Наталья Старосельская:
Леонид Хейфец прочитал «Свадьбу Кречинского» как трагедию человека сильного, талантливого, но свободного от морали. Все поглотила страсть игрока. «Надо понять, что такое игрок, – писал режиссер. – Иступленное желание победить, когда шансов почти нет, когда шанс – последний. Пьесу можно было бы назвать “Последний шанс”».
Савва Дангулов:
Мне был интересен Кречинский в исполнении Кенигсона потому, что перед нами предстал человек разумеющий, что он делает. Он без колебаний обращается к обману, но у него есть свое оправдание: на обман он отвечает обманом.
Авантюрист высокого полета. Отрицать это трудно. Театр пошел не по этому пути. Конечно, все что касалось денег в судьбе Кречинского, осталось. И все-таки главный акцент получился иным. Кречинский, натура, несомненно, незаурядная, не мог подчинить все свои устремления деньгам.
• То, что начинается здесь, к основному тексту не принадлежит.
//! # REST client for the member service
//!
//! [`ApiClient`] maps each server endpoint to one async method. It keeps no state of
//! its own beyond the HTTP connection pool: the bearer token is read from the shared
//! [`TokenStore`] right before every protected request, so a login or logout takes
//! effect on the very next call.
//!
//! | Method | HTTP | Path | Bearer |
//! |--------|------|------|--------|
//! | [`list_members`](ApiClient::list_members) | GET | `/api/v1/members` | yes |
//! | [`get_member`](ApiClient::get_member) | GET | `/api/v1/members/{id}` | yes |
//! | [`create_member`](ApiClient::create_member) | POST | `/api/v1/members` | no |
//! | [`update_member`](ApiClient::update_member) | PUT | `/api/v1/members/{id}` | yes |
//! | [`delete_member`](ApiClient::delete_member) | DELETE | `/api/v1/members/{id}` | yes |
//! | [`upload_profile_image`](ApiClient::upload_profile_image) | POST multipart | `/api/v1/members/{id}/profile-image` | yes |
//! | [`login`](ApiClient::login) | POST | `/api/v1/auth/login` | no |
//!
//! Requests are never retried. Non-2xx responses become [`ApiError`] with the
//! server's message untouched.

use std::sync::Arc;

use reqwest::header::AUTHORIZATION;
use reqwest::{RequestBuilder, Response};
use store::TokenStore;
use tracing::{debug, warn};

use crate::config::ClientConfig;
use crate::error::ApiError;
use crate::models::{
    AuthenticationResponse, LoginRequest, Member, MemberRegistrationRequest, MemberUpdateRequest,
};
use crate::token::strip_bearer;

pub const MEMBERS_PATH: &str = "/api/v1/members";
pub const LOGIN_PATH: &str = "/api/v1/auth/login";

/// HTTP client for the member API.
#[derive(Clone)]
pub struct ApiClient {
    http: reqwest::Client,
    config: Arc<ClientConfig>,
    tokens: Arc<dyn TokenStore>,
}

impl std::fmt::Debug for ApiClient {
    fn fmt(&self, f: &mut std::fmt::Formatter<'_>) -> std::fmt::Result {
        f.debug_struct("ApiClient")
            .field("base_url", &self.config.base_url)
            .finish_non_exhaustive()
    }
}

impl PartialEq for ApiClient {
    fn eq(&self, other: &Self) -> bool {
        Arc::ptr_eq(&self.config, &other.config) && Arc::ptr_eq(&self.tokens, &other.tokens)
    }
}

fn build_http(config: &ClientConfig) -> reqwest::Client {
    #[cfg(not(target_arch = "wasm32"))]
    if let Some(secs) = config.request_timeout_secs {
        match reqwest::Client::builder()
            .timeout(std::time::Duration::from_secs(secs))
            .build()
        {
            Ok(client) => return client,
            Err(e) => warn!("Failed to apply request timeout, using defaults: {}", e),
        }
    }
    #[cfg(target_arch = "wasm32")]
    let _ = config;

    reqwest::Client::new()
}

impl ApiClient {
    pub fn new(config: ClientConfig, tokens: Arc<dyn TokenStore>) -> Self {
        Self {
            http: build_http(&config),
            config: Arc::new(config),
            tokens,
        }
    }

    pub fn config(&self) -> &ClientConfig {
        &self.config
    }

    /// The store the bearer token is read from.
    pub fn token_store(&self) -> Arc<dyn TokenStore> {
        self.tokens.clone()
    }

    fn member_url(&self, id: i64) -> String {
        self.config.url(&format!("{MEMBERS_PATH}/{id}"))
    }

    /// Display URL of a member's profile image.
    pub fn profile_image_url(&self, id: i64) -> String {
        format!("{}/profile-image", self.member_url(id))
    }

    /// Persisted token, read fresh for every protected request.
    fn bearer_token(&self) -> Option<String> {
        match self.tokens.get(&self.config.token_key) {
            Ok(token) => token.filter(|t| !t.is_empty()),
            Err(e) => {
                warn!("Failed to read access token: {}", e);
                None
            }
        }
    }

    fn authorized(&self, builder: RequestBuilder) -> RequestBuilder {
        match self.bearer_token() {
            Some(token) => builder.header(AUTHORIZATION, format!("Bearer {token}")),
            None => {
                debug!("No access token stored, sending request without Authorization");
                builder
            }
        }
    }

    async fn send(builder: RequestBuilder) -> Result<Response, ApiError> {
        let response = builder.send().await?;
        let status = response.status();
        if status.is_success() {
            return Ok(response);
        }

        let body = response
            .text()
            .await
            .unwrap_or_else(|_| String::new());
        let err = ApiError::from_response(status, &body);
        warn!("Request failed with status {}: {}", status, err.message());
        Err(err)
    }

    /// Fetch every member.
    #[tracing::instrument(skip(self))]
    pub async fn list_members(&self) -> Result<Vec<Member>, ApiError> {
        let request = self.authorized(self.http.get(self.config.url(MEMBERS_PATH)));
        let response = Self::send(request).await?;
        let members: Vec<Member> = response.json().await?;
        debug!("Fetched {} members", members.len());
        Ok(members)
    }

    /// Fetch a single member.
    #[tracing::instrument(skip(self))]
    pub async fn get_member(&self, id: i64) -> Result<Member, ApiError> {
        let request = self.authorized(self.http.get(self.member_url(id)));
        let response = Self::send(request).await?;
        Ok(response.json().await?)
    }

    /// Register a new member. Public endpoint, no bearer token is sent.
    ///
    /// Returns the token the server issues for the new member (from the
    /// `Authorization` response header), which signup uses to start a session.
    #[tracing::instrument(skip(self, request), fields(email = %request.email))]
    pub async fn create_member(
        &self,
        request: &MemberRegistrationRequest,
    ) -> Result<Option<String>, ApiError> {
        let builder = self.http.post(self.config.url(MEMBERS_PATH)).json(request);
        let response = Self::send(builder).await?;
        Ok(token_from_header(&response))
    }

    /// Replace a member's profile fields.
    #[tracing::instrument(skip(self, request))]
    pub async fn update_member(
        &self,
        id: i64,
        request: &MemberUpdateRequest,
    ) -> Result<(), ApiError> {
        let builder = self.authorized(self.http.put(self.member_url(id)).json(request));
        Self::send(builder).await?;
        Ok(())
    }

    #[tracing::instrument(skip(self))]
    pub async fn delete_member(&self, id: i64) -> Result<(), ApiError> {
        let builder = self.authorized(self.http.delete(self.member_url(id)));
        Self::send(builder).await?;
        Ok(())
    }

    /// Upload a new profile image as the multipart part `file`.
    #[tracing::instrument(skip(self, bytes), fields(size = bytes.len()))]
    pub async fn upload_profile_image(
        &self,
        id: i64,
        file_name: &str,
        bytes: Vec<u8>,
    ) -> Result<(), ApiError> {
        let part = reqwest::multipart::Part::bytes(bytes).file_name(file_name.to_string());
        let part = match mime_for(file_name) {
            Some(mime) => part.mime_str(mime)?,
            None => part,
        };
        let form = reqwest::multipart::Form::new().part("file", part);

        let builder = self.authorized(
            self.http
                .post(format!("{}/profile-image", self.member_url(id)))
                .multipart(form),
        );
        Self::send(builder).await?;
        Ok(())
    }

    /// Exchange credentials for a token. Public endpoint.
    ///
    /// The token comes from the `Authorization` response header when present,
    /// otherwise from the response body.
    #[tracing::instrument(skip(self, credentials), fields(username = %credentials.username))]
    pub async fn login(
        &self,
        credentials: &LoginRequest,
    ) -> Result<AuthenticationResponse, ApiError> {
        let builder = self.http.post(self.config.url(LOGIN_PATH)).json(credentials);
        let response = Self::send(builder).await?;
        let header_token = token_from_header(&response);

        let body = response.text().await?;
        let mut auth = if body.trim().is_empty() {
            AuthenticationResponse {
                token: String::new(),
                member: None,
            }
        } else {
            serde_json::from_str::<AuthenticationResponse>(&body)
                .map_err(|e| ApiError::Decode(e.to_string()))?
        };

        if let Some(token) = header_token {
            auth.token = token;
        }
        auth.token = strip_bearer(&auth.token).to_string();
        if auth.token.is_empty() {
            return Err(ApiError::Decode("login response carried no token".to_string()));
        }
        Ok(auth)
    }
}

fn token_from_header(response: &Response) -> Option<String> {
    response
        .headers()
        .get(AUTHORIZATION)
        .and_then(|v| v.to_str().ok())
        .map(strip_bearer)
        .filter(|t| !t.is_empty())
        .map(str::to_string)
}

fn mime_for(file_name: &str) -> Option<&'static str> {
    let ext = file_name.rsplit_once('.')?.1.to_ascii_lowercase();
    match ext.as_str() {
        "jpg" | "jpeg" => Some("image/jpeg"),
        "png" => Some("image/png"),
        "gif" => Some("image/gif"),
        "webp" => Some("image/webp"),
        _ => None,
    }
}
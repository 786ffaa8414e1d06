//! # Token store — where the bearer token lives between requests
//!
//! A [`TokenStore`] is a tiny string key/value store. The session service writes the
//! bearer token under [`ACCESS_TOKEN_KEY`] after login or signup, the API client reads
//! it before every protected request, and logout removes it.
//!
//! Implementations:
//!
//! | Type | Platform | Backing |
//! |------|----------|---------|
//! | [`crate::MemoryStore`] | any | `HashMap` behind a mutex, shared across clones |
//! | `LocalStorageStore` | wasm + `web` feature | `window.localStorage` |

use crate::error::StoreError;

/// Key the access token is persisted under.
pub const ACCESS_TOKEN_KEY: &str = "access_token";

/// Synchronous string storage for session data.
pub trait TokenStore: Send + Sync {
    fn get(&self, key: &str) -> Result<Option<String>, StoreError>;
    fn set(&self, key: &str, value: &str) -> Result<(), StoreError>;
    fn remove(&self, key: &str) -> Result<(), StoreError>;
}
Он из того рода людей, для кого деньги много значат, но кто не может руководствоваться в жизни только деньгами. Что же для него важнее денег? Сам процесс овладения деньгами. Процесс обретения денег так завладевает Кречинским, что деньги теряют для него самостоятельную ценность. В самом деле, если герой пьесы завладел деньгами и на этом все заканчивается, это не столько обогащает пьесу, сколько обедняет. Интересно, когда на деньгах все не заканчивается! Надо воздать должное режиссеру спектакля Леониду Хейфецу за его настойчивость реализовать подобное толкование пьесы Сухово-Кобылина.
Каким я увидел Кенигсона в роли Кречинского? Чтобы ответить на этот вопрос, есть смысл обратиться к авторской ремарке: «Михаил Васильевич Кречинский – видный мужчина, правильная и недюжинная физиономия, густые бакенбарды; усов не носит; лет под сорок». Шестидесятитрехлетний Кенигсон играл сорокалетнего Кречинского темпераментно, сообщив походке и жестам своего героя известную крылатость, и это завораживало. В этом не было произвола – все, что он нашел, оказалось необходимым, чтобы властвовала деспотия Кречинского, чтобы повелевали его ум и воля, и передавал актер суть образа через энергию движения.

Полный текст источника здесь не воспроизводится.